Cyclometalated Iridium(III) Complexes with Optimally Allocated Excited-State Energy for Near-Infrared Photodynamic and Photothermal Therapy

Phosphorescent cyclometalated Ir(III) complexes can simultaneously generate reactive oxygen species and undergo photothermal conversion under light exposure, enabling synergistic photodynamic and photothermal therapy (PDT and PTT), and in vitro and in vivo bioimaging. However, how their light excitation properties and the distribution of excited-state (ES) energy across the photodynamic (energy or electron transfer), photothermal (nonradiative decay), and photoluminescent properties (radiative decay) determine their therapeutic and imaging efficacy are largely unclear. In this study, six Ir(III) complexes have been designed to explore the relationships between their structure and properties including ES energy level, population, and energy allocation.
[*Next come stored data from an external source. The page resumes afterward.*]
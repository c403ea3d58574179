use axum::{
    extract::State,
    http::StatusCode,
    response::{IntoResponse, Response},
    Json,
};
use chrono::Utc;
use serde_json::json;

use crate::aggregator::HealthReport;
use crate::common::AppState;

/// Liveness check. Does not touch the store and is not rate-limited.
pub async fn healthz() -> StatusCode {
    StatusCode::OK
}

/// Store reachability check
///
/// Counts sensors and readings. Reports `unhealthy` with a 500 if the store
/// does not answer.
#[utoipa::path(
    get,
    path = "/health",
    responses(
        (status = 200, description = "Store reachable", body = HealthReport),
        (status = 500, description = "Store unreachable"),
    ),
    tag = "health"
)]
pub async fn health(State(state): State<AppState>) -> Response {
    match state.aggregator.health_probe().await {
        Ok(report) => (StatusCode::OK, Json(report)).into_response(),
        Err(e) => {
            tracing::error!("Health probe failed: {e:?}");
            let body = Json(json!({
                "status": "unhealthy",
                "module": "dashboard",
                "error": e.to_string(),
                "timestamp": Utc::now(),
            }));
            (StatusCode::INTERNAL_SERVER_ERROR, body).into_response()
        }
    }
}
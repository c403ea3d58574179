use sea_orm::entity::prelude::*;
use serde::{Deserialize, Serialize};

#[derive(Clone, Debug, PartialEq, DeriveEntityModel, Serialize, Deserialize)]
#[sea_orm(table_name = "pool_readings")]
pub struct Model {
    #[sea_orm(primary_key)]
    pub id: i32,
    /// water_temp / ambient_temp / water_quality
    pub sensor_type: String,
    pub reading_date: Date,
    pub reading_time: Time,
    pub temperature: Option<f64>,
    pub water_quality: Option<String>,
    pub created_at: Option<DateTimeWithTimeZone>,
}

#[derive(Copy, Clone, Debug, EnumIter, DeriveRelation)]
pub enum Relation {}

impl ActiveModelBehavior for ActiveModel {}
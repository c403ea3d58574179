pub use sea_orm_migration::prelude::*;

mod m20251104_000001_init;

pub struct Migrator;

#[async_trait::async_trait]
impl MigratorTrait for Migrator {
    fn migrations() -> Vec<Box<dyn MigrationTrait>> {
        vec![Box::new(m20251104_000001_init::Migration)]
    }
}
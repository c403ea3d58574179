pub mod dashboard;
pub mod health;
mod rate_limit;

use axum::{routing::get, Router};
use std::sync::Arc;
use tower_governor::{governor::GovernorConfigBuilder, GovernorLayer};
use tower_http::{
    compression::CompressionLayer,
    cors::{Any, CorsLayer},
    limit::RequestBodyLimitLayer,
    trace::TraceLayer,
};
use utoipa::openapi::server::Server;
use utoipa::OpenApi;
use utoipa_scalar::{Scalar, Servable};

use rate_limit::ClientIpKeyExtractor;

use crate::aggregator::{self, pool};
use crate::common::AppState;
use crate::error::ErrorBody;

#[derive(OpenApi)]
#[openapi(
    paths(
        dashboard::current_stats,
        dashboard::people_flow,
        dashboard::areas_occupation,
        dashboard::pool_current,
        dashboard::pool_quality,
        dashboard::active_alerts,
        health::health,
    ),
    components(
        schemas(
            aggregator::CurrentStats,
            aggregator::PeopleFlow,
            aggregator::AreasOccupancy,
            aggregator::AreaOccupancy,
            aggregator::calc::Tier,
            aggregator::ActiveAlerts,
            aggregator::ActiveAlert,
            aggregator::HealthReport,
            pool::PoolStatus,
            pool::PoolOccupancy,
            pool::PoolCondition,
            pool::PoolQuality,
            pool::WaterParameter,
            pool::ParameterStatus,
            pool::Measurement,
            ErrorBody,
        )
    ),
    tags(
        (name = "occupancy", description = "Center and area occupancy"),
        (name = "pool", description = "Pool occupancy and water quality"),
        (name = "alerts", description = "Active alerts"),
        (name = "health", description = "Health checks"),
    ),
    info(
        title = "SmartCEU Dashboard API",
        description = "Occupancy and sensor dashboard API for the CEU recreation center",
        version = "0.1.0"
    )
)]
struct ApiDoc;

/// OpenAPI document with the dashboard prefix as its server URL.
pub fn openapi(base_path: &str) -> utoipa::openapi::OpenApi {
    let mut doc = ApiDoc::openapi();
    let url = if base_path.is_empty() { "/" } else { base_path };
    doc.servers = Some(vec![Server::new(url)]);
    doc
}

pub fn build_router(state: AppState) -> Router {
    let config = &state.config;

    let dashboard_routes_base = Router::new()
        .route("/current-stats", get(dashboard::current_stats))
        .route("/people-flow", get(dashboard::people_flow))
        .route("/areas-occupation", get(dashboard::areas_occupation))
        .route("/pool/current", get(dashboard::pool_current))
        .route("/pool/quality", get(dashboard::pool_quality))
        .route("/alerts/active", get(dashboard::active_alerts))
        .route("/health", get(health::health));

    let dashboard_routes = if config.disable_rate_limiting {
        tracing::warn!("Rate limiting DISABLED");
        dashboard_routes_base
    } else {
        let limiter = GovernorConfigBuilder::default()
            .key_extractor(ClientIpKeyExtractor)
            .per_second(config.rate_limit_per_second)
            .burst_size(config.rate_limit_burst)
            .finish();

        match limiter {
            Some(limiter) => {
                tracing::info!(
                    rate = %format!(
                        "1 per {}s, burst {}",
                        config.rate_limit_per_second, config.rate_limit_burst
                    ),
                    "Rate limiting configured"
                );
                dashboard_routes_base.layer(GovernorLayer {
                    config: Arc::new(limiter),
                })
            }
            None => {
                tracing::warn!(
                    replenish_period_secs = config.rate_limit_per_second,
                    burst = config.rate_limit_burst,
                    "Rate limit quota must be non-zero; rate limiting DISABLED"
                );
                dashboard_routes_base
            }
        }
    }
    .layer(RequestBodyLimitLayer::new(64 * 1024)); // GET-only API

    let api_routes = if config.api_base_path.is_empty() {
        dashboard_routes
    } else {
        Router::new().nest(&config.api_base_path, dashboard_routes)
    };

    // Liveness route (NO rate limiting, no store access)
    let health_routes = Router::new().route("/healthz", get(health::healthz));

    // OpenAPI documentation
    let docs_routes =
        Router::new().merge(Scalar::with_url("/docs", openapi(&config.api_base_path)));

    Router::new()
        .merge(api_routes)
        .merge(health_routes)
        .merge(docs_routes)
        .layer(CompressionLayer::new())
        .layer(
            CorsLayer::new()
                .allow_origin(Any)
                .allow_methods(Any)
                .allow_headers(Any),
        )
        .layer(TraceLayer::new_for_http())
        .with_state(state)
}
use std::sync::Arc;

use crate::aggregator::OccupancyAggregator;
use crate::config::Config;
use crate::store::ReadingStore;

#[derive(Clone)]
pub struct AppState {
    pub config: Arc<Config>,
    pub aggregator: Arc<OccupancyAggregator>,
}

impl AppState {
    /// The aggregator gets its own handle on the facility layout; the layout
    /// does not change after startup.
    pub fn new(config: Config, store: Arc<dyn ReadingStore>) -> Self {
        let facility = Arc::new(config.facility.clone());

        Self {
            aggregator: Arc::new(OccupancyAggregator::new(store, facility)),
            config: Arc::new(config),
        }
    }
}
Through chemical, quantum chemical calculations, spectroscopic, and in vitro PDT/PTT for human malignant melanoma and cisplatin-resistant nonsmall-cell lung cancer, significant differences in activity and mechanisms were revealed among complexes with high structural similarity and the potential determining factors were systematically studied. In vivo, the selected complex Ir5 effectively inhibited the growth of cisplatin-resistant lung tumors by 96% and completely ablated 50% tumors in mice. This study provided not only single-molecule Ir(III) complexes for treatments of large, deep-seated, drug resistance tumors, but meaningful insights for the design of single molecules for synergistic PDT/PTT/bioimaging.